The Facts

Amonrat Chanta (‘Amy’) ran a chain of restaurants, ‘Chat Thai’. She had a son, Kulphat Laoyont (‘Pat’), and a daughter, Palisa Anderson. Amy had two wills: one executed in NSW in 2017, and another executed in Thailand in 2020. The NSW will provided for a fairly even split of Amy’s shares in the companies used to operate the Chat Thai chain (the CT Group) and the residue of her estate between Pat and Palisa, whereas the Thai will essentially gave everything to Pat and nothing to Palisa. Palisa claimed that only the NSW will was valid because Amy lacked testamentary capacity at the time of executing the Thai will.

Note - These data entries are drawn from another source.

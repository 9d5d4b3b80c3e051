//! Arc cost oracles.
//!
//! Heuristics only ever see a [`CostOracle`]. Two stores are provided:
//!
//! - [`DistanceMatrix`] — dense matrix over index nodes `0..n`
//! - [`CostTable`] — hash map over arbitrary node keys

mod matrix;
mod oracle;
mod table;

pub use matrix::DistanceMatrix;
pub use oracle::CostOracle;
pub use table::CostTable;
//! Sparse cost table keyed by node pairs.

use std::collections::HashMap;

use crate::error::{Result, TourError};
use crate::models::Node;

use super::CostOracle;

/// Arc costs stored per ordered node pair.
///
/// Works with any hashable node type. Pairs that were never inserted are
/// reported as missing, never as zero.
///
/// # Examples
///
/// ```
/// use u_tour::cost::{CostOracle, CostTable};
///
/// let mut costs = CostTable::new();
/// costs.insert_symmetric("A", "B", 4.0);
/// costs.insert("B", "C", 2.5);
/// assert_eq!(costs.cost(&"B", &"A").unwrap(), 4.0);
/// assert!(costs.cost(&"C", &"B").is_err());
/// ```
#[derive(Debug, Clone)]
pub struct CostTable<N> {
    costs: HashMap<(N, N), f64>,
}

impl<N: Node> CostTable<N> {
    /// Creates an empty table.
    pub fn new() -> Self {
        Self {
            costs: HashMap::new(),
        }
    }

    /// Sets the cost of arc `(tail, head)`.
    pub fn insert(&mut self, tail: N, head: N, cost: f64) {
        self.costs.insert((tail, head), cost);
    }

    /// Sets the cost of both `(a, b)` and `(b, a)`.
    pub fn insert_symmetric(&mut self, a: N, b: N, cost: f64) {
        self.costs.insert((a.clone(), b.clone()), cost);
        self.costs.insert((b, a), cost);
    }

    /// Number of arcs with a known cost.
    pub fn len(&self) -> usize {
        self.costs.len()
    }

    /// Returns `true` if no arc cost is known.
    pub fn is_empty(&self) -> bool {
        self.costs.is_empty()
    }
}

impl<N: Node> Default for CostTable<N> {
    fn default() -> Self {
        Self::new()
    }
}

impl<N: Node> CostOracle<N> for CostTable<N> {
    fn cost(&self, tail: &N, head: &N) -> Result<f64> {
        // Keys are owned pairs, so the lookup clones the two nodes.
        self.costs
            .get(&(tail.clone(), head.clone()))
            .copied()
            .ok_or_else(|| TourError::missing_edge(tail, head))
    }
}

impl<N: Node> FromIterator<((N, N), f64)> for CostTable<N> {
    fn from_iter<I: IntoIterator<Item = ((N, N), f64)>>(iter: I) -> Self {
        Self {
            costs: iter.into_iter().collect(),
        }
    }
}
//! Starting cycles for the insertion heuristics.

use std::collections::HashSet;

use crate::cost::CostOracle;
use crate::error::{Result, TourError};
use crate::models::{Cycle, Node};

/// Which extreme arc opens an unseeded tour.
#[derive(Debug, Clone, Copy, PartialEq, Eq)]
pub(crate) enum SeedArc {
    Cheapest,
    Costliest,
}

/// Universe nodes in first-seen order with repeats dropped.
pub(crate) fn distinct_nodes<N: Node>(universe: &[N]) -> Vec<N> {
    let mut seen = HashSet::with_capacity(universe.len());
    universe
        .iter()
        .filter(|n| seen.insert(*n))
        .cloned()
        .collect()
}

/// The cheapest (or costliest) arc `(u, v)`, `u != v`, over the universe.
///
/// Ordered pairs are scanned row by row in universe order and the first
/// extreme arc found is kept.
fn extreme_arc<N, C>(nodes: &[N], costs: &C, which: SeedArc) -> Result<Option<(N, N)>>
where
    N: Node,
    C: CostOracle<N> + ?Sized,
{
    let mut best: Option<(&N, &N, f64)> = None;
    for u in nodes {
        for v in nodes {
            if u == v {
                continue;
            }
            let c = costs.cost(u, v)?;
            let better = match (which, &best) {
                (_, None) => true,
                (SeedArc::Cheapest, Some((_, _, b))) => c < *b,
                (SeedArc::Costliest, Some((_, _, b))) => c > *b,
            };
            if better {
                best = Some((u, v, c));
            }
        }
    }
    Ok(best.map(|(u, v, _)| (u.clone(), v.clone())))
}

/// The cycle an insertion heuristic starts from, plus the nodes left to insert.
///
/// A provided seed is copied as is. Otherwise the tour opens as the loop
/// `[u, v, u]` over the extreme arc.
pub(crate) fn initial_cycle<N, C>(
    universe: &[N],
    costs: &C,
    seed: Option<&Cycle<N>>,
    which: SeedArc,
) -> Result<(Cycle<N>, Vec<N>)>
where
    N: Node,
    C: CostOracle<N> + ?Sized,
{
    let nodes = distinct_nodes(universe);
    let cycle = match seed {
        Some(seed) => seed.clone(),
        None => {
            let (u, v) = extreme_arc(&nodes, costs, which)?.ok_or(TourError::EmptyUniverse)?;
            Cycle::from_closed(vec![u.clone(), v, u])?
        }
    };
    let remaining = nodes.into_iter().filter(|n| !cycle.contains(n)).collect();
    Ok((cycle, remaining))
}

In the lower court, Palisa was unsuccessful in this challenge. The primary judge held that Amy has testamentary capacity and that she did understand and approve of the contents of the Thai will. In making this decision, the primary judge considered expert medical evidence, but accorded it little weight. The judge found that there were no suspicious circumstances around the Thai will as, among other reasons, Amy was able to explain her reasons for the new will, and neither Pat nor Palisa were involved in the process. On these bases, the primary judge found that the Thai will, which largely benefited Pat and disadvantaged Palisa, was valid.

The Findings

In this hearing, Palisa challenged the findings of the primary judge, alleging, once again, that Amy lacked testamentary capacity and that she did not know and approve of the contents of the Thai will. She was ultimately unsuccessful again on both points.

With respect to the argument that Amy lacked capacity, the Court of Appeal found that the primary judge was correct to disagree with Palisa. The Court found that the primary judge’s weighing of the expert medical evidence to be valid, as “the primary judge did not hold that the expert evidence… was ‘incapable’ of assisting him”, instead, “his Honour weighed [the evidence] against other evidence”, which is a valid approach to evidence. The Court found that the expert evidence should be given little weight as the experts had made their conclusions without examining Amy or having access to her clinical notes. The Court also found that medical notes made by Amy’s doctors did not provide any evidence of her cognitive capacity. After these considerations, the Court of Appeal concluded that there was no real evidence of Amy lacking testamentary capacity.

The Court of Appeal also found that Amy did know and approve of the contents of the Thai will, contrary to Palisa’s argument. The primary judge accepted the expert evidence of Mr Kasemnate (a lawyer in Thailand) that Amy “clearly conveyed her instructions for her new will and did not appear confused” and that there were no suspicious circumstances around the making of the will that would rebut the presumption that Amy knew and approved of the contents of the will. The Court of Appeal agreed with this finding.

By rejecting Palisa’s arguments, the Court of Appeal dismissed her appeal and held that the Thai will was valid.

DISCLAIMER: The information provided above is published for general informational purposes only and is not intended to be nor should it be relied upon as a substitute for legal or other advice.